What the exercise asks: All lines holding the string "Hash" should be copied from the data below.

- - -

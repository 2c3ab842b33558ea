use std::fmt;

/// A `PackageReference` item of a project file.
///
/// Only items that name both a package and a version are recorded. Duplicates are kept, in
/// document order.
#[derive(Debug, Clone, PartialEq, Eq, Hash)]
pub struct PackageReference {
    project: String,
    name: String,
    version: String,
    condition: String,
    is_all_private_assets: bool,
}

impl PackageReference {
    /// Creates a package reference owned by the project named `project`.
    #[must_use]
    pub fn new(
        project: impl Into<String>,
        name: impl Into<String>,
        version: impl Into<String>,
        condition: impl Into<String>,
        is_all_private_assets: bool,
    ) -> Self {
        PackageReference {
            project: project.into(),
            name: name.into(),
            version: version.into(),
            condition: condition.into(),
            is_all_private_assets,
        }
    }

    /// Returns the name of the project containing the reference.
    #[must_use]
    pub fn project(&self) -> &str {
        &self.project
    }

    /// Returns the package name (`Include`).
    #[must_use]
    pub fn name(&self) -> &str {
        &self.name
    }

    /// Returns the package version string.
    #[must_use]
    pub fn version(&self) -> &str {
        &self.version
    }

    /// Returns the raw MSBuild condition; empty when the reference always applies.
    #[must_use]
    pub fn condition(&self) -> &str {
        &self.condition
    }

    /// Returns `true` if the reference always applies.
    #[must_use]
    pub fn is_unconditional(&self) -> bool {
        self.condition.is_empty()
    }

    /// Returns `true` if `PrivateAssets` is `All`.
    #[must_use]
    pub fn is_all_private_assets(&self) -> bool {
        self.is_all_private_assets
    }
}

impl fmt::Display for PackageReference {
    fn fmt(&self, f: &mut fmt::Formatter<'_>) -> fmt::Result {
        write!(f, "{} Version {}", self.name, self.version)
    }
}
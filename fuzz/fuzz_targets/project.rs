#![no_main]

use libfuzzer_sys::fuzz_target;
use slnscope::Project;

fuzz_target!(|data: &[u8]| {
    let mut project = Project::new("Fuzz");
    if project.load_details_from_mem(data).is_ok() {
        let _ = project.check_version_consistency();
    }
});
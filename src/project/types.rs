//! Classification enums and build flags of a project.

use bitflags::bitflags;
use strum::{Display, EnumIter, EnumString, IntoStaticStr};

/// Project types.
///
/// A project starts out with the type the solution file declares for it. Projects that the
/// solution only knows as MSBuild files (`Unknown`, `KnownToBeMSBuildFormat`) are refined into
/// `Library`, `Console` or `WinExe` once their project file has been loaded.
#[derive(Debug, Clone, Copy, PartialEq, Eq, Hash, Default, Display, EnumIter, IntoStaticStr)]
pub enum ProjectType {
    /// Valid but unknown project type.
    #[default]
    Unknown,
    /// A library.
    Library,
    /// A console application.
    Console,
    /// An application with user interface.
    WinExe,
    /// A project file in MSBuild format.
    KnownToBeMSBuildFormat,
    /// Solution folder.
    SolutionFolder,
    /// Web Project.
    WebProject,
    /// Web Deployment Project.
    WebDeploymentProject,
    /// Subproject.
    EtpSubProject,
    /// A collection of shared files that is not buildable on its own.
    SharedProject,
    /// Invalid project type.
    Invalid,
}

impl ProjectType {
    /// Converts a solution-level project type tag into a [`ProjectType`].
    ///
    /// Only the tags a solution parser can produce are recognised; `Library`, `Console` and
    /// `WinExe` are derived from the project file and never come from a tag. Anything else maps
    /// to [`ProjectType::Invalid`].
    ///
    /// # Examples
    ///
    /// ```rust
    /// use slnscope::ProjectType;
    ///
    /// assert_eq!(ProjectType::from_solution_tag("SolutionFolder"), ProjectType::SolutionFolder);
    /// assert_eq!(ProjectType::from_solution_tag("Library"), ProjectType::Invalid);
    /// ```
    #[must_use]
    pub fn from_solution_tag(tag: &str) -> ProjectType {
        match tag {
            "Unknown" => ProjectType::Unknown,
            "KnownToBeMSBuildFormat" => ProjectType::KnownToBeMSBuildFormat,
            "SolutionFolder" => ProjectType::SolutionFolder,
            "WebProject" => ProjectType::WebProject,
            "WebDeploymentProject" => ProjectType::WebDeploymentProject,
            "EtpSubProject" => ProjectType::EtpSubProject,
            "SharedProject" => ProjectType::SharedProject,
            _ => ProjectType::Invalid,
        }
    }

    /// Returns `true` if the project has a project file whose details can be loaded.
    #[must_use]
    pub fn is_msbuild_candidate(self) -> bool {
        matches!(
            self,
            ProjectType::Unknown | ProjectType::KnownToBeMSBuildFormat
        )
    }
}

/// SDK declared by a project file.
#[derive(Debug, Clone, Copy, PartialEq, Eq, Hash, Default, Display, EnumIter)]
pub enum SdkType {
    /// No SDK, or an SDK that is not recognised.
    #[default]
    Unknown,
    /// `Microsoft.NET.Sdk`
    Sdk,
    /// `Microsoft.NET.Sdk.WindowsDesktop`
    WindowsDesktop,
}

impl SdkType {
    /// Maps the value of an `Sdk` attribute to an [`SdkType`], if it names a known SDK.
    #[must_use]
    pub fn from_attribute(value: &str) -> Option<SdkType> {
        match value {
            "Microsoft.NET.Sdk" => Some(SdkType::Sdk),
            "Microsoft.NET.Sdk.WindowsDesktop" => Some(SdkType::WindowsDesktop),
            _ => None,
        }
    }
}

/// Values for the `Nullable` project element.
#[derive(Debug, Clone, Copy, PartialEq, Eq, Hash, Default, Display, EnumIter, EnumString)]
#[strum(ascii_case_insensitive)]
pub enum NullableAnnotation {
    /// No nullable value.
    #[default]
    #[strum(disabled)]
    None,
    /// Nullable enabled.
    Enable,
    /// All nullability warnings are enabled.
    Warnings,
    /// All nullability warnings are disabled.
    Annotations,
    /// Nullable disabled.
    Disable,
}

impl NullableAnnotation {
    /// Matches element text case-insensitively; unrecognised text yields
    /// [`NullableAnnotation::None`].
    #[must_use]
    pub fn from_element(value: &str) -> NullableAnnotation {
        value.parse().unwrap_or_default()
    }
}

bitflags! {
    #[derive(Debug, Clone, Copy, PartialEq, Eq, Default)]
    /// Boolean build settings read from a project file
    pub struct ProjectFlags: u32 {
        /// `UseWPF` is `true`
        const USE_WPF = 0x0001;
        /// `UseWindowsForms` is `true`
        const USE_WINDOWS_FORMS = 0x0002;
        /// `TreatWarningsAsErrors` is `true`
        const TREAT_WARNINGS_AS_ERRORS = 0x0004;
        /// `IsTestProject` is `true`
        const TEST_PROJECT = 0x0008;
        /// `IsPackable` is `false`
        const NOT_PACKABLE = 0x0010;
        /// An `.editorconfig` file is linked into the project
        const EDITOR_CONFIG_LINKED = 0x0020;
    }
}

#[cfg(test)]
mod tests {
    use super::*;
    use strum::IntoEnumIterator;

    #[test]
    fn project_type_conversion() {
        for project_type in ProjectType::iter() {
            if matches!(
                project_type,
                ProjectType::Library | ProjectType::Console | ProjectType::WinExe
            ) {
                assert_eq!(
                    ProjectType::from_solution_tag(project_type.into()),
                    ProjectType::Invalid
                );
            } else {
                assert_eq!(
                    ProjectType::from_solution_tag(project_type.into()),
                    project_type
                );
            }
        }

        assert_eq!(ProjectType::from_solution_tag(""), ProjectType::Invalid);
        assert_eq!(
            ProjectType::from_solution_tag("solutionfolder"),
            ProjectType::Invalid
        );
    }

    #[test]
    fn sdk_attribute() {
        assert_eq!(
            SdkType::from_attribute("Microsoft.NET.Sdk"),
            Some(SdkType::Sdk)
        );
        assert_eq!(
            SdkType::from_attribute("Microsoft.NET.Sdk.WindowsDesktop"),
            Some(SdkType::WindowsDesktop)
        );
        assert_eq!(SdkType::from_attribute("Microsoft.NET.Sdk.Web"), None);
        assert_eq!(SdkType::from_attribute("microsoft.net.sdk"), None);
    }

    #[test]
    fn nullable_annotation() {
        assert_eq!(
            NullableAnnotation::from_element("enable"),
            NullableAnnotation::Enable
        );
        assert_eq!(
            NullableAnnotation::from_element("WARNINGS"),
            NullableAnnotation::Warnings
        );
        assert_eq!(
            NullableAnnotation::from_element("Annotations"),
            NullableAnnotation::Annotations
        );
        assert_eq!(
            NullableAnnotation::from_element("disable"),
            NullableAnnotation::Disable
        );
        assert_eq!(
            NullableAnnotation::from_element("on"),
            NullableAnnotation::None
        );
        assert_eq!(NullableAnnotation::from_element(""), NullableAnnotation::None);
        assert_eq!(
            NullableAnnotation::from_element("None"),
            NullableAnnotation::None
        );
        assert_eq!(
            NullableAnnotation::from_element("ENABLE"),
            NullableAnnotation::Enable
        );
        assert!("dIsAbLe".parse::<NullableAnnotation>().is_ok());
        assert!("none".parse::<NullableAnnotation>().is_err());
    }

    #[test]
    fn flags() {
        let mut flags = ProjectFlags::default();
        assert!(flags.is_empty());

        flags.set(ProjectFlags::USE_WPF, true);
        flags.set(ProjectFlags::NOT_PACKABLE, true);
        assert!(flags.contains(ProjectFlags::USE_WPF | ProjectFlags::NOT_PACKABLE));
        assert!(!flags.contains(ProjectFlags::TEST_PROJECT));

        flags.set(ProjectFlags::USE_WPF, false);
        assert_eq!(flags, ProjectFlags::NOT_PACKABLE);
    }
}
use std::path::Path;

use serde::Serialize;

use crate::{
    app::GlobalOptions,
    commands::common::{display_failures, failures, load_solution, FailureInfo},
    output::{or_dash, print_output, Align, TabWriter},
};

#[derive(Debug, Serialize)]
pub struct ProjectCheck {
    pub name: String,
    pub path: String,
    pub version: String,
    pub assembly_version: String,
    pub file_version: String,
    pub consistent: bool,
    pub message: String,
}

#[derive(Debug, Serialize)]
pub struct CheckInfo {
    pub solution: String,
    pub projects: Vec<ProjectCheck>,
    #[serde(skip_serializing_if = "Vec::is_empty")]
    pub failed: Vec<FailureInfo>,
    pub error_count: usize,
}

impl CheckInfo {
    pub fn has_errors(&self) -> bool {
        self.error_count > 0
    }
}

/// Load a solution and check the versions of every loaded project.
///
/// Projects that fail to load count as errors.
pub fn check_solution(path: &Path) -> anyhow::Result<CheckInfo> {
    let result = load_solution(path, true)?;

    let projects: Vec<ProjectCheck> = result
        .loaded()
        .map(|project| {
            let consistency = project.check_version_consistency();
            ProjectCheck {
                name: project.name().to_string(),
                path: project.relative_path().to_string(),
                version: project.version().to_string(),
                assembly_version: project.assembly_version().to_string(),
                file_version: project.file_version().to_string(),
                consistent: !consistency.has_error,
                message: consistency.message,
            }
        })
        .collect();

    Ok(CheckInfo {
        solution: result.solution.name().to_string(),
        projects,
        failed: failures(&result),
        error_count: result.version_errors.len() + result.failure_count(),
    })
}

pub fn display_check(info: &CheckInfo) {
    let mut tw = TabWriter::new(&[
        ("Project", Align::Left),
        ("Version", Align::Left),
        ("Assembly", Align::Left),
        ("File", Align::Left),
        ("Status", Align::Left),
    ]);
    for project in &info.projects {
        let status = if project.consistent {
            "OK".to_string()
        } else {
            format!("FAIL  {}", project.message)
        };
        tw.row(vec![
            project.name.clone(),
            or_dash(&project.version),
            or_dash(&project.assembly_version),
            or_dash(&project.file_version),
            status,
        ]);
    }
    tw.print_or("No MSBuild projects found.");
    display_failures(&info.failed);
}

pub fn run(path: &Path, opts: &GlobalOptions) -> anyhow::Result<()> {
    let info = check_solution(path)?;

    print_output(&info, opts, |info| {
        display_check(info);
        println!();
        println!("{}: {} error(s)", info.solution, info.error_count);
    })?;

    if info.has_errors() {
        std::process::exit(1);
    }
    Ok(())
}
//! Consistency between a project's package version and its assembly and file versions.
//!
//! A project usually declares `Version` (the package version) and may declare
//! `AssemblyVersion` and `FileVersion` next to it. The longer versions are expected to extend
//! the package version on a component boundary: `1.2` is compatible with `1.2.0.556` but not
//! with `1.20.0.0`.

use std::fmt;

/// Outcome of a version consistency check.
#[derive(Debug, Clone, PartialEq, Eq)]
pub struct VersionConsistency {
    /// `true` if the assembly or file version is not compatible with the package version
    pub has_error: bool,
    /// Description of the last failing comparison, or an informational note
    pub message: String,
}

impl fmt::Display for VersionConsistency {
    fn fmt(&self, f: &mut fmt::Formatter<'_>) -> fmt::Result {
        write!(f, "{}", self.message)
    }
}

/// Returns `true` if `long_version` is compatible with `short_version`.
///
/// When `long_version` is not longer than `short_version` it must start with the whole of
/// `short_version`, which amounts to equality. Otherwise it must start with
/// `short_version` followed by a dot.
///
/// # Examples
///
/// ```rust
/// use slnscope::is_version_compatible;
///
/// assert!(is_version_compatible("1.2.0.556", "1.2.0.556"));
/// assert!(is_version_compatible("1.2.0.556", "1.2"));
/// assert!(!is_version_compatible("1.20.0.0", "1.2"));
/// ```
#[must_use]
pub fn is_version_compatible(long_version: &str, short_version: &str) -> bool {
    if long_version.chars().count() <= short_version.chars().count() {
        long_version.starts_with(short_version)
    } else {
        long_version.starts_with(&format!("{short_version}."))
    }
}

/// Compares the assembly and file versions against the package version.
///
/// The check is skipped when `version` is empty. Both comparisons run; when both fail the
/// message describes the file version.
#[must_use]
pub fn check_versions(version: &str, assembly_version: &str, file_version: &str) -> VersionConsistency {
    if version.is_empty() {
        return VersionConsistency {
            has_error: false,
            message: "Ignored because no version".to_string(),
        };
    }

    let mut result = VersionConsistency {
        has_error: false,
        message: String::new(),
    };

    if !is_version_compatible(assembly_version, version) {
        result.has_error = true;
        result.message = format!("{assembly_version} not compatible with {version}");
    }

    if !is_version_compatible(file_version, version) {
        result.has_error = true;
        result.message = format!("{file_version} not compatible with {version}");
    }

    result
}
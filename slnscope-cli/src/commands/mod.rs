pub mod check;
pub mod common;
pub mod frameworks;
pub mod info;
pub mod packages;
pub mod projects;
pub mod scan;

- - -

Task solution:
#[derive(Debug, Clone, PartialEq, Eq, Hash)]
#[derive(Debug, Clone, Copy, PartialEq, Eq, Hash, Default, Display, EnumIter, IntoStaticStr)]
#[derive(Debug, Clone, Copy, PartialEq, Eq, Hash, Default, Display, EnumIter)]
#[derive(Debug, Clone, Copy, PartialEq, Eq, Hash, Default, Display, EnumIter, EnumString)]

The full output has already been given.